Description of the task: Among the entries that follow, some lines contain the word "ListName". Show all of them.
⟨
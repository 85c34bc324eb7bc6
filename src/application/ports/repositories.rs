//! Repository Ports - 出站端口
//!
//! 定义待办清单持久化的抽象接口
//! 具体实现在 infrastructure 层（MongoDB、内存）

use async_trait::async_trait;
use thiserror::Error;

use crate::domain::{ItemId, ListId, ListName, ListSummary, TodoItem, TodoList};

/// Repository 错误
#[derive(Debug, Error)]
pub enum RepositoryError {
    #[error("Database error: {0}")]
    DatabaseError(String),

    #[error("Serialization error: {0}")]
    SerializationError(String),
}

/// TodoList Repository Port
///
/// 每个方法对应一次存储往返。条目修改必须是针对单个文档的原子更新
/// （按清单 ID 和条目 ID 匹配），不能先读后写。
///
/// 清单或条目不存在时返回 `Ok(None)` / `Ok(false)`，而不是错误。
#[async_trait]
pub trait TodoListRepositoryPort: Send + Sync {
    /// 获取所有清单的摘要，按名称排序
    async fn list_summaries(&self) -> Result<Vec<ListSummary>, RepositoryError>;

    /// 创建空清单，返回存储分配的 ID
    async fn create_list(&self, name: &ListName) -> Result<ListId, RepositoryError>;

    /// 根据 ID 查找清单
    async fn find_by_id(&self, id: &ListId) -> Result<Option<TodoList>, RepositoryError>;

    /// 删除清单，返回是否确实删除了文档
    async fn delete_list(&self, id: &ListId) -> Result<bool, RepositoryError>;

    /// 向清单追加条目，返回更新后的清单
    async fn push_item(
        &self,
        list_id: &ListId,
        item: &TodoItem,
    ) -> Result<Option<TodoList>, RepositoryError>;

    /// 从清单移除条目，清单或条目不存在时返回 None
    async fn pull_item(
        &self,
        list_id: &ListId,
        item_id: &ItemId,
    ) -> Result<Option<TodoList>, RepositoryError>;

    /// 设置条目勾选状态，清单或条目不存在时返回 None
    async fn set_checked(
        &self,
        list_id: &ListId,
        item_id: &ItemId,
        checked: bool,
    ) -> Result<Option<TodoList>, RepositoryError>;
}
⟩
⟨
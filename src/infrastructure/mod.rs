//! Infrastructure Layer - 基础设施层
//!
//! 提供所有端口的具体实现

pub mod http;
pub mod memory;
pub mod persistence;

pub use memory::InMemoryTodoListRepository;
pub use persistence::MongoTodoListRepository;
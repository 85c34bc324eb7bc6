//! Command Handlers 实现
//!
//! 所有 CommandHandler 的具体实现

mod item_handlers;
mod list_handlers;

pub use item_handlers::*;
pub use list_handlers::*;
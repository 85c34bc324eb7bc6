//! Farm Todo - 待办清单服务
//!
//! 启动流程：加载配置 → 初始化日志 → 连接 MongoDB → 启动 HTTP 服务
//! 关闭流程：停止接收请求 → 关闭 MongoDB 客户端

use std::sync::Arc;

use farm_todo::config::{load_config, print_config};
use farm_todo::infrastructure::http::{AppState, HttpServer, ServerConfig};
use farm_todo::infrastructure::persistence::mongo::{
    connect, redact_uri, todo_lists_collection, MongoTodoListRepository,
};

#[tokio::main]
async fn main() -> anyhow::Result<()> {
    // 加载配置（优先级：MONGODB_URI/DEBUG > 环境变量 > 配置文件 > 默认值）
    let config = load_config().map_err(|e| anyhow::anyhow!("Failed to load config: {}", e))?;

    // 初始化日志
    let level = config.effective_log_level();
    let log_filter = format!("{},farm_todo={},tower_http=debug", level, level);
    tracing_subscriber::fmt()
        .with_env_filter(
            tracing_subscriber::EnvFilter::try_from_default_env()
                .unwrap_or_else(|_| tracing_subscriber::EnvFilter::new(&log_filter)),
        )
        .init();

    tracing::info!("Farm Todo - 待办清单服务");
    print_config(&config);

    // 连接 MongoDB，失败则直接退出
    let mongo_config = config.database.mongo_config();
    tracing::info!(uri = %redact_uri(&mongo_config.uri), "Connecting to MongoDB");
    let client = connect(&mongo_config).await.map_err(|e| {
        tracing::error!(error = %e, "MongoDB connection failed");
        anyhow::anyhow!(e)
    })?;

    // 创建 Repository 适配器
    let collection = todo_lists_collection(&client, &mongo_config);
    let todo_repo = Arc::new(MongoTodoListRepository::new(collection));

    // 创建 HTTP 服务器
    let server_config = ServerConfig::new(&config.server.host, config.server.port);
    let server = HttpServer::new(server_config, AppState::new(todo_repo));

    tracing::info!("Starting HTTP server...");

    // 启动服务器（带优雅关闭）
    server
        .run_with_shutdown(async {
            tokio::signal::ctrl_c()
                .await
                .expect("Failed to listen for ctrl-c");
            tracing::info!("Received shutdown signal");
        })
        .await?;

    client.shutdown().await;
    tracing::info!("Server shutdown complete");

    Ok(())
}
⟩
Finished task:
use crate::domain::{ItemId, ListId, ListName, ListSummary, TodoItem, TodoList};
    async fn create_list(&self, name: &ListName) -> Result<ListId, RepositoryError>;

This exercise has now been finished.